The Moderate Imaging Spectroradiometer (MODIS) that flies aboard NASA’s Terra satellite provided a visible image of Mitag on Monday, which showed the cyclone continued to produce strong thunderstorms around its cloud-filled eye.
Mitag’s western quadrant had already spread clouds and precipitation over Taiwan. Powerful bands of thunderstorms were swirling into the low-level center from the eastern side of the storm, according to NASA.
Warnings remained in effect for the Philippines on Monday as Mitag continued to move north and away from the country.
At 5 a.m. U.S. Eastern Time (0900 UTC), Typhoon Mitag had maximum sustained winds near 75 knots. It was located near 22.8 degrees north latitude and 123.0 degrees east longitude, about 161 nautical miles south-southeast of Taipei, according to NASA.

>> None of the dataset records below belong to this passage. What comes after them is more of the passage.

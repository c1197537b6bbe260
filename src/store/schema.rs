//! Table DDL (spec §6 "Persisted state layout"). The CLI/HTTP surface, the
//! TOML config loader and the password-encryption-at-rest layer are out of
//! core scope (spec §1); this module only creates the tables the core's
//! read/write paths touch.

pub(super) async fn create_all(pool: &sqlx::sqlite::SqlitePool) -> Result<(), sqlx::Error> {
    sqlx::query(
        "CREATE TABLE IF NOT EXISTS channels (
            id INTEGER PRIMARY KEY AUTOINCREMENT,
            name TEXT NOT NULL UNIQUE,
            settings_json TEXT NOT NULL,
            metarr_json TEXT NOT NULL,
            last_scan TEXT,
            crawl_freq_minutes INTEGER NOT NULL DEFAULT 30,
            bot_blocked INTEGER NOT NULL DEFAULT 0,
            new_video_urls_json TEXT NOT NULL DEFAULT '[]',
            created_at TEXT NOT NULL,
            updated_at TEXT NOT NULL
        ) STRICT;",
    )
    .execute(pool)
    .await?;

    sqlx::query(
        "CREATE TABLE IF NOT EXISTS channel_urls (
            id INTEGER PRIMARY KEY AUTOINCREMENT,
            channel_id INTEGER NOT NULL REFERENCES channels(id) ON DELETE CASCADE,
            url TEXT NOT NULL,
            settings_json TEXT,
            metarr_json TEXT,
            username TEXT,
            password_encrypted TEXT,
            login_url TEXT,
            is_manual INTEGER NOT NULL DEFAULT 0,
            created_at TEXT NOT NULL,
            UNIQUE(channel_id, url)
        ) STRICT;",
    )
    .execute(pool)
    .await?;

    sqlx::query(
        "CREATE TABLE IF NOT EXISTS videos (
            id INTEGER PRIMARY KEY AUTOINCREMENT,
            channel_id INTEGER NOT NULL REFERENCES channels(id) ON DELETE CASCADE,
            channel_url_id INTEGER REFERENCES channel_urls(id) ON DELETE SET NULL,
            url TEXT NOT NULL,
            finished INTEGER NOT NULL DEFAULT 0,
            ignored INTEGER NOT NULL DEFAULT 0,
            was_skipped INTEGER NOT NULL DEFAULT 0,
            metadata_json TEXT,
            video_path TEXT,
            json_path TEXT,
            move_output_dir TEXT,
            created_at TEXT NOT NULL,
            updated_at TEXT NOT NULL,
            UNIQUE(channel_id, url)
        ) STRICT;",
    )
    .execute(pool)
    .await?;

    sqlx::query(
        "CREATE TABLE IF NOT EXISTS downloads (
            video_id INTEGER PRIMARY KEY REFERENCES videos(id) ON DELETE CASCADE,
            status TEXT NOT NULL DEFAULT 'pending',
            percent REAL NOT NULL DEFAULT 0.0,
            error TEXT,
            updated_at TEXT NOT NULL
        ) STRICT;",
    )
    .execute(pool)
    .await?;

    sqlx::query(
        "CREATE TABLE IF NOT EXISTS notifications (
            id INTEGER PRIMARY KEY AUTOINCREMENT,
            channel_id INTEGER NOT NULL REFERENCES channels(id) ON DELETE CASCADE,
            notify_url TEXT NOT NULL,
            channel_url TEXT,
            friendly_name TEXT NOT NULL DEFAULT '',
            UNIQUE(channel_id, notify_url)
        ) STRICT;",
    )
    .execute(pool)
    .await?;

    sqlx::query(
        "CREATE TABLE IF NOT EXISTS blocked_domains (
            domain TEXT NOT NULL,
            context TEXT NOT NULL,
            blocked_at TEXT NOT NULL,
            UNIQUE(domain, context)
        ) STRICT;",
    )
    .execute(pool)
    .await?;

    sqlx::query(
        "CREATE TABLE IF NOT EXISTS program (
            id INTEGER PRIMARY KEY CHECK (id = 1),
            running INTEGER NOT NULL DEFAULT 0,
            pid INTEGER NOT NULL DEFAULT 0,
            host TEXT NOT NULL DEFAULT '',
            started_at TEXT,
            heartbeat_at TEXT,
            shutdown_requested INTEGER NOT NULL DEFAULT 0
        ) STRICT;",
    )
    .execute(pool)
    .await?;

    sqlx::query(
        "INSERT OR IGNORE INTO program (id, running, pid, host) VALUES (1, 0, 0, '');",
    )
    .execute(pool)
    .await?;

    Ok(())
}
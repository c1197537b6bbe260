//! Resolves the `filename_ops`/`meta_ops` lists handed to `metarr` (spec
//! §4.6 post-processing stage): a channel/channel-URL can declare ops in the
//! database, and a per-invocation file can declare more. Two tie-break rules
//! apply when two ops share a conflict `key`:
//!
//! - a `filtered` op (one gated on a matched metadata predicate) always
//!   outranks a plain op with the same key, regardless of which side
//!   declared it;
//! - within the same filtered-ness, a file-declared op outranks a
//!   DB-declared one.

use crate::config::MetarrOp;
use std::collections::HashMap;

fn op_rank(filtered: bool, is_file: bool) -> u8 {
    match (filtered, is_file) {
        (true, true) => 3,
        (true, false) => 2,
        (false, true) => 1,
        (false, false) => 0,
    }
}

/// Resolves one ops list (either `filename_ops` or `meta_ops`) to its final
/// set for a given channel URL. Channel-url-scoped ops that don't name
/// `cu_url` are dropped first.
pub(crate) fn resolve_ops(db_ops: &[MetarrOp], file_ops: &[MetarrOp], cu_url: &str) -> Vec<MetarrOp> {
    let mut best: HashMap<String, (u8, MetarrOp)> = HashMap::new();

    for (ops, is_file) in [(db_ops, false), (file_ops, true)] {
        for op in ops {
            if let Some(scope) = &op.channel_url {
                if scope != cu_url {
                    continue;
                }
            }
            let rank = op_rank(op.filtered, is_file);
            best.entry(op.key.clone())
                .and_modify(|(best_rank, best_op)| {
                    if rank >= *best_rank {
                        *best_rank = rank;
                        *best_op = op.clone();
                    }
                })
                .or_insert((rank, op.clone()));
        }
    }

    let mut resolved: Vec<MetarrOp> = best.into_values().map(|(_, op)| op).collect();
    resolved.sort_by(|a, b| a.key.cmp(&b.key));
    resolved
}

#[cfg(test)]
mod tests {
    use super::*;

    fn op(key: &str, filtered: bool, channel_url: Option<&str>) -> MetarrOp {
        MetarrOp {
            key: key.to_string(),
            value: format!("{key}-value"),
            channel_url: channel_url.map(str::to_string),
            filtered,
        }
    }

    #[test]
    fn file_op_overrides_db_op_same_key() {
        let db = vec![op("rename-style", false, None)];
        let file = vec![MetarrOp {
            value: "spaces".into(),
            ..op("rename-style", false, None)
        }];
        let resolved = resolve_ops(&db, &file, "cu");
        assert_eq!(resolved.len(), 1);
        assert_eq!(resolved[0].value, "spaces");
    }

    #[test]
    fn filtered_op_beats_plain_op_regardless_of_source() {
        let db = vec![op("date-tag", true, None)];
        let file = vec![op("date-tag", false, None)];
        let resolved = resolve_ops(&db, &file, "cu");
        assert_eq!(resolved.len(), 1);
        assert!(resolved[0].filtered);
    }

    #[test]
    fn scoped_op_for_other_channel_url_is_dropped() {
        let db = vec![op("ext", false, Some("other-cu"))];
        let resolved = resolve_ops(&db, &[], "cu");
        assert!(resolved.is_empty());
    }
}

Mitag was moving north, close to the east coast of Taiwan and forecasters at the Joint Typhoon Warning Center noted that Mitag was at peak intensity. The storm was forecast to graze the east coast of China, and then turn northeast, said NASA.
China’s national observatory issued a yellow alert for Typhoon Mitag on Monday, as it was expected to bring gales and torrential rains to eastern China.
NASA’s Terra satellite is one in a fleet of NASA satellites that provide data for hurricane research.